Cette fois il n’eut pas le temps d’achever sa comparaison; un coup de cravache qui lui sangla le visage, de l’oreille droite au bout du nez, lui coupa la parole et le fit malgré lui reculer de deux pas.

—Tron de l’air! s’écria-t-il d’une voix semblable à un hurlement; parce que vous êtes un monsieur!.... Que je perde mon nom si je ne vous rabote pas sur toutes les coutures!

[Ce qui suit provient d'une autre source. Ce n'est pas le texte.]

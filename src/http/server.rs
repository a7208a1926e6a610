//! HTTP server setup and configuration.
//!
//! # Responsibilities
//! - Create Axum Router with all handlers
//! - Wire up middleware (request ID, tracing, timeout, body limit, metrics,
//!   panic recovery)
//! - Bind server to listener and stop on the shutdown signal

use std::sync::Arc;
use std::time::{Duration, Instant};

use axum::{
    body::Body,
    extract::MatchedPath,
    http::Request,
    middleware::{self, Next},
    response::Response,
    routing::{get, post},
    Router,
};
use tokio::net::TcpListener;
use tokio::sync::broadcast;
use tower_http::{
    catch_panic::CatchPanicLayer, limit::RequestBodyLimitLayer, timeout::TimeoutLayer,
    trace::TraceLayer,
};

use crate::config::GatewayConfig;
use crate::http::handlers;
use crate::http::request::{propagate_request_id_layer, request_id, set_request_id_layer};
use crate::http::response::panic_response;
use crate::observability::metrics;
use crate::superqi::ProviderClient;

/// Application state injected into handlers.
#[derive(Clone)]
pub struct AppState {
    pub client: Arc<ProviderClient>,
}

/// HTTP server for the gateway.
pub struct HttpServer {
    router: Router,
    config: GatewayConfig,
}

impl HttpServer {
    /// Create a new HTTP server around a ready provider client.
    pub fn new(config: GatewayConfig, client: Arc<ProviderClient>) -> Self {
        let state = AppState { client };
        let router = Self::build_router(&config, state);
        Self { router, config }
    }

    /// Build the Axum router with all middleware layers.
    fn build_router(config: &GatewayConfig, state: AppState) -> Router {
        let api = Router::new()
            .route("/apply-token", post(handlers::apply_token))
            .route("/user-info", post(handlers::user_info))
            .route("/user-cards", post(handlers::user_cards))
            .route("/pay", post(handlers::pay))
            .route("/payment/{payment_id}/status", get(handlers::payment_status))
            .route("/health", get(handlers::health))
            .route_layer(middleware::from_fn(track_metrics));

        let app = Router::new().nest("/api/v1", api).with_state(state);
        Self::apply_layers(app, config)
    }

    /// Wrap `router` in the gateway middleware stack.
    #[allow(deprecated)]
    fn apply_layers(router: Router, config: &GatewayConfig) -> Router {
        router
            .layer(CatchPanicLayer::custom(panic_response))
            .layer(RequestBodyLimitLayer::new(config.security.max_body_size))
            .layer(TimeoutLayer::new(Duration::from_secs(config.timeouts.request_secs)))
            .layer(propagate_request_id_layer())
            .layer(TraceLayer::new_for_http().make_span_with(|request: &Request<Body>| {
                tracing::info_span!(
                    "request",
                    method = %request.method(),
                    path = %request.uri().path(),
                    request_id = %request_id(request.headers()),
                )
            }))
            .layer(set_request_id_layer())
    }

    /// Run the server until a shutdown signal arrives.
    pub async fn run(
        self,
        listener: TcpListener,
        mut shutdown: broadcast::Receiver<()>,
    ) -> Result<(), std::io::Error> {
        let addr = listener.local_addr()?;
        tracing::info!(address = %addr, "HTTP server starting");

        axum::serve(listener, self.router)
            .with_graceful_shutdown(async move {
                let _ = shutdown.recv().await;
                tracing::info!("Shutdown signal received");
            })
            .await?;

        tracing::info!("HTTP server stopped");
        Ok(())
    }

    /// Get a reference to the config.
    pub fn config(&self) -> &GatewayConfig {
        &self.config
    }
}

async fn track_metrics(request: Request<Body>, next: Next) -> Response {
    let start = Instant::now();
    let route = request
        .extensions()
        .get::<MatchedPath>()
        .map(|p| p.as_str().to_owned())
        .unwrap_or_else(|| request.uri().path().to_owned());

    let response = next.run(request).await;
    metrics::record_request(&route, response.status().as_u16(), start);
    response
}
use crate::web::security::RateLimiter;
use crate::{Config, Database};
use anyhow::Result;
use std::collections::HashMap;
use std::path::PathBuf;
use std::sync::Arc;
use tera::{Tera, Value};

pub struct AppState {
    pub config: Config,
    pub db: Database,
    pub templates: Tera,
    pub media_dir: PathBuf,
    pub login_limiter: Arc<RateLimiter>,
}

impl AppState {
    pub fn new(config: Config, db: Database) -> Result<Self> {
        let mut templates = Tera::default();

        templates.register_filter("format_date", format_date_filter);
        templates.add_raw_templates(vec![
            ("base.html", include_str!("../../templates/base.html")),
            ("public/index.html", include_str!("../../templates/public/index.html")),
            ("public/blog.html", include_str!("../../templates/public/blog.html")),
            ("public/post.html", include_str!("../../templates/public/post.html")),
            ("public/papers.html", include_str!("../../templates/public/papers.html")),
            ("public/about.html", include_str!("../../templates/public/about.html")),
            ("public/404.html", include_str!("../../templates/public/404.html")),
            ("admin/base.html", include_str!("../../templates/admin/base.html")),
            ("admin/login.html", include_str!("../../templates/admin/login.html")),
            ("admin/setup.html", include_str!("../../templates/admin/setup.html")),
            ("admin/dashboard.html", include_str!("../../templates/admin/dashboard.html")),
            ("admin/posts/index.html", include_str!("../../templates/admin/posts/index.html")),
            ("admin/posts/form.html", include_str!("../../templates/admin/posts/form.html")),
            ("admin/papers/index.html", include_str!("../../templates/admin/papers/index.html")),
            ("admin/papers/form.html", include_str!("../../templates/admin/papers/form.html")),
            ("admin/settings.html", include_str!("../../templates/admin/settings.html")),
        ])?;

        let media_dir = PathBuf::from(&config.media.upload_dir);

        Ok(Self {
            config,
            db,
            templates,
            media_dir,
            login_limiter: Arc::new(RateLimiter::default()),
        })
    }
}

fn format_date_filter(value: &Value, args: &HashMap<String, Value>) -> tera::Result<Value> {
    let date_str = value
        .as_str()
        .ok_or_else(|| tera::Error::msg("format_date requires a string"))?;

    let format = args
        .get("format")
        .and_then(|v| v.as_str())
        .unwrap_or("%B %d, %Y");

    if let Ok(dt) = chrono::DateTime::parse_from_rfc3339(date_str) {
        return Ok(Value::String(dt.format(format).to_string()));
    }

    if let Ok(d) = chrono::NaiveDate::parse_from_str(date_str, "%Y-%m-%d") {
        return Ok(Value::String(d.format(format).to_string()));
    }

    if let Ok(dt) = chrono::NaiveDateTime::parse_from_str(date_str, "%Y-%m-%d %H:%M:%S") {
        return Ok(Value::String(dt.format(format).to_string()));
    }

    Ok(Value::String(date_str.to_string()))
}
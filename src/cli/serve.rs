use crate::{web, Config, Database};
use anyhow::Result;
use std::path::Path;

pub async fn run(config_path: &Path, host: &str, port: u16) -> Result<()> {
    let config = Config::load(config_path)?;
    let db = Database::open(&config.database.path)?;

    db.migrate()?;

    let addr = format!("{}:{}", host, port);
    tracing::info!("Starting server at http://{}", addr);

    web::serve(config, db, &addr).await?;

    Ok(())
}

Il jeta sur l’herbe sa veste et son chapeau, cracha dans ses mains qu’il frotta l’une contre l’autre, et prit la position d’un athlète qui se dispose à boxer.

A cette démonstration menaçante, Mlle Gobillot, qui s’était levée, toute violette d’émotion, poussa deux ou trois cris inarticulés; mais, au lieu de se jeter entre les combattants, comme les Sabines, elle se mit à courir à toutes jambes sur la pelouse. Bientôt elle disparut à travers les arbres, à l’imitation d’Angélique lorsque cette belle Circassienne laissa Roland et Ferragus s’escrimer en son honneur, au milieu de la forêt des Ardennes.

Quoique les armes des deux adversaires ne fussent pas, en apparence, de nature à ensanglanter le gazon, leur contenance avait quelque chose de martial qui eût fait honneur à d’antiques paladins. Lambernier, écrasé sur ses jambes, d’après toutes les règles de l’art du pugilat, et les poings à hauteur des épaules, avait une vague ressemblance avec un chat sauvage prêt à bondir sur sa proie. L’artiste, de son côté, le haut du corps jeté en arrière, le jarret tendu, le menton enfoncé jusqu’à la moustache dans le collet fourré de sa redingote, et la cravache baissée, suivait, d’un œil assuré, tous les mouvements de son adversaire. Au moment où il le vit marcher sur lui le poing en avant, il leva le bras, de son côté, et lui appliqua du côté gauche un second coup de cravache si vigoureusement appuyé, que l’ouvrier battit de nouveau en retraite en se frottant les yeux et en beuglant.